Kaemmerer will live in Paris most of his life. He became increasingly successful and when he won a gold medal at the Salon de Paris in 1874, he opened his own studio there. But the Netherlands continues to attract him and he regularly travels back and forth to The Hague. He often stays at Hotel Zeerust on the Scheveningen beach. There he paints what he sees from his hotel room window on the boulevard and beach. Under the influence of his friend who often accompanies him, the Hague Scholer D.A.C. Artz, his his style also changes. His touch becomes more and more free and his elegant figures are painted more and more impressionistically through the play of wind and light, the Dutch clouds and the loose beach sand.

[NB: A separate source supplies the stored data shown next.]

use std::collections::HashMap;
use std::str::FromStr;
use std::sync::atomic::{AtomicU32, Ordering};
use std::sync::Arc;
use std::time::Duration;

use anyhow::{ensure, Context};
use bitcoin::blockdata::block::Block;
use bitcoin::blockdata::transaction::Transaction;
use bitcoin::consensus::encode;
use bitcoin::hash_types::{BlockHash, Txid};
use bitcoin::util::address::Address;
use common::cli::{BitcoindRpcInfo, Network};
use lightning::chain::chaininterface::{
    BroadcasterInterface, ConfirmationTarget, FeeEstimator,
};
use lightning_block_sync::http::HttpEndpoint;
use lightning_block_sync::rpc::RpcClient;
use lightning_block_sync::{
    AsyncBlockSourceResult, BlockHeaderData, BlockSource,
};
use tokio::runtime::Handle;
use tokio::time;
use tracing::{debug, error};

mod types;

pub use types::*;

const POLL_FEE_ESTIMATE_INTERVAL: Duration = Duration::from_secs(60);

pub struct LexeBitcoind {
    bitcoind_rpc_client: Arc<RpcClient>,
    host: String,
    port: u16,
    rpc_user: String,
    rpc_password: String,
    background_fees: Arc<AtomicU32>,
    normal_fees: Arc<AtomicU32>,
    high_prio_fees: Arc<AtomicU32>,
    handle: Handle,
}

#[derive(Clone, Eq, Hash, PartialEq)]
pub enum Target {
    Background,
    Normal,
    HighPriority,
}

impl BlockSource for &LexeBitcoind {
    fn get_header<'a>(
        &'a self,
        header_hash: &'a BlockHash,
        height_hint: Option<u32>,
    ) -> AsyncBlockSourceResult<'a, BlockHeaderData> {
        Box::pin(async move {
            self.bitcoind_rpc_client
                .get_header(header_hash, height_hint)
                .await
        })
    }

    fn get_block<'a>(
        &'a self,
        header_hash: &'a BlockHash,
    ) -> AsyncBlockSourceResult<'a, Block> {
        Box::pin(async move {
            self.bitcoind_rpc_client.get_block(header_hash).await
        })
    }

    fn get_best_block(
        &self,
    ) -> AsyncBlockSourceResult<(BlockHash, Option<u32>)> {
        Box::pin(async move { self.bitcoind_rpc_client.get_best_block().await })
    }
}

/// The minimum feerate we are allowed to send, as specify by LDK.
const MIN_FEERATE: u32 = 253;

impl LexeBitcoind {
    pub async fn init(
        bitcoind_rpc: BitcoindRpcInfo,
        network: Network,
    ) -> anyhow::Result<Arc<Self>> {
        println!("Initializing bitcoind client");
        let client = LexeBitcoind::new(
            bitcoind_rpc.host,
            bitcoind_rpc.port,
            bitcoind_rpc.username,
            bitcoind_rpc.password,
            Handle::current(),
        )
        .await
        .context("Failed to connect to bitcoind client")?;
        let client = Arc::new(client);

        // Check that the bitcoind we've connected to is running the network we
        // expect
        let bitcoind_chain = client
            .get_blockchain_info()
            .await
            .context("Could not get blockchain info")?
            .chain;
        // getblockchaininfo truncates mainnet and testnet. Change these to
        // match the cli::Network FromStr / Display impls.
        let bitcoind_chain = match bitcoind_chain.as_str() {
            "main" => "bitcoin",
            "test" => "testnet",
            other => other,
        };
        let chain_str = network.to_str();
        ensure!(
            bitcoind_chain == chain_str,
            "Chain argument ({}) didn't match bitcoind chain ({})",
            chain_str,
            bitcoind_chain,
        );

        println!("    bitcoind client done.");
        Ok(client)
    }

    // A runtime handle has to be passed in explicitly, otherwise these fns may
    // panic when called from the (non-Tokio) background processor thread
    async fn new(
        host: String,
        port: u16,
        rpc_user: String,
        rpc_password: String,
        handle: Handle,
    ) -> std::io::Result<Self> {
        let http_endpoint =
            HttpEndpoint::for_host(host.clone()).with_port(port);
        let rpc_credentials = base64::encode(format!(
            "{}:{}",
            rpc_user.clone(),
            rpc_password.clone()
        ));
        let bitcoind_rpc_client =
            RpcClient::new(&rpc_credentials, http_endpoint)?;
        let _dummy = bitcoind_rpc_client
            .call_method::<BlockchainInfo>("getblockchaininfo", &[])
            .await
            .map_err(|_| {
                std::io::Error::new(std::io::ErrorKind::PermissionDenied,
                "Failed to make initial call to bitcoind - please check your RPC user/password and access settings")
            })?;

        let background_fees = Arc::new(AtomicU32::new(MIN_FEERATE));
        let normal_fees = Arc::new(AtomicU32::new(2000));
        let high_prio_fees = Arc::new(AtomicU32::new(5000));

        let client = Self {
            bitcoind_rpc_client: Arc::new(bitcoind_rpc_client),
            host,
            port,
            rpc_user,
            rpc_password,
            background_fees,
            normal_fees,
            high_prio_fees,
            handle: handle.clone(),
        };
        client.poll_for_fee_estimates(
            client.background_fees.clone(),
            client.normal_fees.clone(),
            client.high_prio_fees.clone(),
            client.bitcoind_rpc_client.clone(),
        );
        Ok(client)
    }

    fn poll_for_fee_estimates(
        &self,
        background_fees: Arc<AtomicU32>,
        normal_fees: Arc<AtomicU32>,
        high_prio_fees: Arc<AtomicU32>,
        rpc_client: Arc<RpcClient>,
    ) {
        self.handle.spawn(async move {
            let mut poll_interval = time::interval(POLL_FEE_ESTIMATE_INTERVAL);

            loop {
                poll_interval.tick().await;

                let poll_res = Self::poll_for_fee_estimates_fallible(
                    background_fees.as_ref(),
                    normal_fees.as_ref(),
                    high_prio_fees.as_ref(),
                    rpc_client.as_ref(),
                )
                .await;

                match poll_res {
                    Ok(()) => {}
                    Err(e) => {
                        error!("Error while polling fee estimates: {:#}", e);
                    }
                }
            }
        });
    }

    async fn poll_for_fee_estimates_fallible(
        background_fees: &AtomicU32,
        normal_fees: &AtomicU32,
        high_prio_fees: &AtomicU32,
        rpc_client: &RpcClient,
    ) -> anyhow::Result<()> {
        let background_estimate = {
            let background_conf_target = serde_json::json!(144);
            let background_estimate_mode = serde_json::json!("ECONOMICAL");
            let resp = rpc_client
                .call_method::<FeeResponse>(
                    "estimatesmartfee",
                    &[background_conf_target, background_estimate_mode],
                )
                .await
                .context("Failed to get background estimate")?;
            match resp.feerate_sat_per_kw {
                Some(feerate) => std::cmp::max(feerate, MIN_FEERATE),
                None => MIN_FEERATE,
            }
        };

        let normal_estimate = {
            let normal_conf_target = serde_json::json!(18);
            let normal_estimate_mode = serde_json::json!("ECONOMICAL");
            let resp = rpc_client
                .call_method::<FeeResponse>(
                    "estimatesmartfee",
                    &[normal_conf_target, normal_estimate_mode],
                )
                .await
                .context("Failed to get normal estimate")?;
            match resp.feerate_sat_per_kw {
                Some(feerate) => std::cmp::max(feerate, MIN_FEERATE),
                None => 2000,
            }
        };

        let high_prio_estimate = {
            let high_prio_conf_target = serde_json::json!(6);
            let high_prio_estimate_mode = serde_json::json!("CONSERVATIVE");
            let resp = rpc_client
                .call_method::<FeeResponse>(
                    "estimatesmartfee",
                    &[high_prio_conf_target, high_prio_estimate_mode],
                )
                .await
                .context("Failed to get high priority estimate")?;

            match resp.feerate_sat_per_kw {
                Some(feerate) => std::cmp::max(feerate, MIN_FEERATE),
                None => 5000,
            }
        };

        background_fees.store(background_estimate, Ordering::Release);
        normal_fees.store(normal_estimate, Ordering::Release);
        high_prio_fees.store(high_prio_estimate, Ordering::Release);

        Ok(())
    }

    pub fn get_new_rpc_client(&self) -> std::io::Result<RpcClient> {
        let http_endpoint =
            HttpEndpoint::for_host(self.host.clone()).with_port(self.port);
        let rpc_credentials = base64::encode(format!(
            "{}:{}",
            self.rpc_user.clone(),
            self.rpc_password.clone()
        ));
        RpcClient::new(&rpc_credentials, http_endpoint)
    }

    pub async fn create_raw_transaction(
        &self,
        outputs: Vec<HashMap<String, f64>>,
    ) -> anyhow::Result<RawTx> {
        let outputs_json = serde_json::json!(outputs);
        self.bitcoind_rpc_client
            .call_method::<RawTx>(
                "createrawtransaction",
                &[serde_json::json!([]), outputs_json],
            )
            .await
            .context("createrawtransaction RPC call failed")
    }

    pub async fn fund_raw_transaction(
        &self,
        raw_tx: RawTx,
    ) -> anyhow::Result<FundedTx> {
        let raw_tx_json = serde_json::json!(raw_tx.0);
        let options = serde_json::json!({
            // LDK gives us feerates in satoshis per KW but Bitcoin Core here
            // expects fees denominated in satoshis per vB. First we need to
            // multiply by 4 to convert weight units to virtual bytes, then
            // divide by 1000 to convert KvB to vB.
            "fee_rate": self.get_est_sat_per_1000_weight(ConfirmationTarget::Normal) as f64 / 250.0,
            // While users could "cancel" a channel open by RBF-bumping and
            // paying back to themselves, we don't allow it here as its easy to
            // have users accidentally RBF bump and pay to the channel funding
            // address, which results in loss of funds. Real LDK-based
            // applications should enable RBF bumping and RBF bump either to a
            // local change address or to a new channel output negotiated with
            // the same node.
            "replaceable": false,
        });
        self.bitcoind_rpc_client
            .call_method("fundrawtransaction", &[raw_tx_json, options])
            .await
            .context("fundrawtransaction RPC call failed")
    }

    pub async fn send_raw_transaction(
        &self,
        raw_tx: RawTx,
    ) -> anyhow::Result<Txid> {
        let raw_tx_json = serde_json::json!(raw_tx.0);
        self.bitcoind_rpc_client
            .call_method::<Txid>("sendrawtransaction", &[raw_tx_json])
            .await
            .context("sesndrawtransaction RPC call failed")
    }

    pub async fn sign_raw_transaction_with_wallet(
        &self,
        tx_hex: String,
    ) -> anyhow::Result<SignedTx> {
        let tx_hex_json = serde_json::json!(tx_hex);
        self.bitcoind_rpc_client
            .call_method("signrawtransactionwithwallet", &[tx_hex_json])
            .await
            .context("signrawtransactionwithwallet RPC call failed")
    }

    pub async fn get_new_address(&self) -> anyhow::Result<Address> {
        let addr_args = vec![serde_json::json!("LDK output address")];
        let addr = self
            .bitcoind_rpc_client
            .call_method::<NewAddress>("getnewaddress", &addr_args)
            .await
            .context("getnewaddress RPC call failed")?;
        Address::from_str(addr.0.as_str())
            .context("Could not parse address from string")
    }

    pub async fn get_blockchain_info(&self) -> anyhow::Result<BlockchainInfo> {
        self.bitcoind_rpc_client
            .call_method::<BlockchainInfo>("getblockchaininfo", &[])
            .await
            .context("getblockchaininfo RPC call failed")
    }
}

impl FeeEstimator for LexeBitcoind {
    fn get_est_sat_per_1000_weight(
        &self,
        confirmation_target: ConfirmationTarget,
    ) -> u32 {
        match confirmation_target {
            ConfirmationTarget::Background => {
                self.background_fees.load(Ordering::Acquire)
            }
            ConfirmationTarget::Normal => {
                self.normal_fees.load(Ordering::Acquire)
            }
            ConfirmationTarget::HighPriority => {
                self.high_prio_fees.load(Ordering::Acquire)
            }
        }
    }
}

impl BroadcasterInterface for LexeBitcoind {
    fn broadcast_transaction(&self, tx: &Transaction) {
        debug!("Broadcasting transaction");
        let bitcoind_rpc_client = self.bitcoind_rpc_client.clone();
        let tx_serialized = serde_json::json!(encode::serialize_hex(tx));
        self.handle.spawn(async move {
            // This may error due to RL calling `broadcast_transaction` with the
            // same transaction multiple times, but the error is
            // safe to ignore.
            match bitcoind_rpc_client
                .call_method::<Txid>("sendrawtransaction", &[tx_serialized])
                .await
            {
                Ok(_) => {}
                Err(e) => error!("Error broadcasting transaction: {:?}", e),
            }
        });
    }
}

Kaemmerer was a prolific painter, sold well and his exhibitions were successful. In addition to his genre paintings, he also made a name for himself as a portrait painter, especially in Paris. But more and more orders are also coming from the United States, where his style is very appealing. He made his final breakthrough in the Netherlands when he won a medal at the World Exhibition in Paris in 1889 and was included in the Legion of Honor in the same year. In addition to his work as a painter, Kaemmerer was also an illustrator for Elsevier's Geïllustreerd Maandschrift from 1891 to 1898 and was on the editorial staff from the magazine's founding.